Problem requirements: Look through the data below and work out how many lines contain the string "logging". Give the number alone.
------ Provided records ------
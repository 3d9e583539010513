//! Tracing configuration and log routing.
//!
//! Console logs go to stderr with a compact formatter so that answers printed on stdout stay
//! clean for scripting. When `RAGDESK_LOG_FILE` is set, logs are also appended to that path;
//! otherwise a file logger is created under `logs/ragdesk.log`. A non-blocking writer keeps
//! slow disks from stalling ingestion.
use std::sync::OnceLock;

use tracing_appender::non_blocking::{NonBlocking, WorkerGuard};
use tracing_subscriber::{EnvFilter, fmt, prelude::*};

static LOG_GUARD: OnceLock<WorkerGuard> = OnceLock::new();

/// Configure tracing subscribers for stderr and optional file logging.
///
/// - Respects `RUST_LOG` for filtering (defaults to `info`).
/// - Installs a compact stderr layer and, when available, a file layer.
/// - Uses a global guard to keep the non-blocking writer alive for the process lifetime.
pub fn init_tracing() {
    let env_filter = EnvFilter::try_from_default_env().unwrap_or_else(|_| EnvFilter::new("info"));
    let console_layer = fmt::layer()
        .with_writer(std::io::stderr)
        .with_target(false)
        .compact();

    let registry = tracing_subscriber::registry()
        .with(env_filter)
        .with(console_layer);

    if let Some(writer) = configure_file_writer() {
        let file_layer = fmt::layer()
            .with_writer(writer)
            .with_target(true)
            .with_ansi(false)
            .compact();

        registry.with(file_layer).init();
    } else {
        registry.init();
    }
}

/// Build a non-blocking writer for file logging.
///
/// Returns `None` when the logs directory cannot be created or the target file cannot be opened.
fn configure_file_writer() -> Option<NonBlocking> {
    if let Ok(path) = std::env::var("RAGDESK_LOG_FILE") {
        match std::fs::OpenOptions::new()
            .create(true)
            .append(true)
            .open(&path)
        {
            Ok(file) => {
                let (non_blocking, guard) = tracing_appender::non_blocking(file);
                let _ = LOG_GUARD.set(guard);
                Some(non_blocking)
            }
            Err(err) => {
                eprintln!("Failed to open log file {path}: {err}");
                None
            }
        }
    } else {
        if let Err(err) = std::fs::create_dir_all("logs") {
            eprintln!("Failed to create logs directory: {err}");
            return None;
        }
        let file_appender = tracing_appender::rolling::never("logs", "ragdesk.log");
        let (non_blocking, guard) = tracing_appender::non_blocking(file_appender);
        let _ = LOG_GUARD.set(guard);
        Some(non_blocking)
    }
}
------
Written response: 2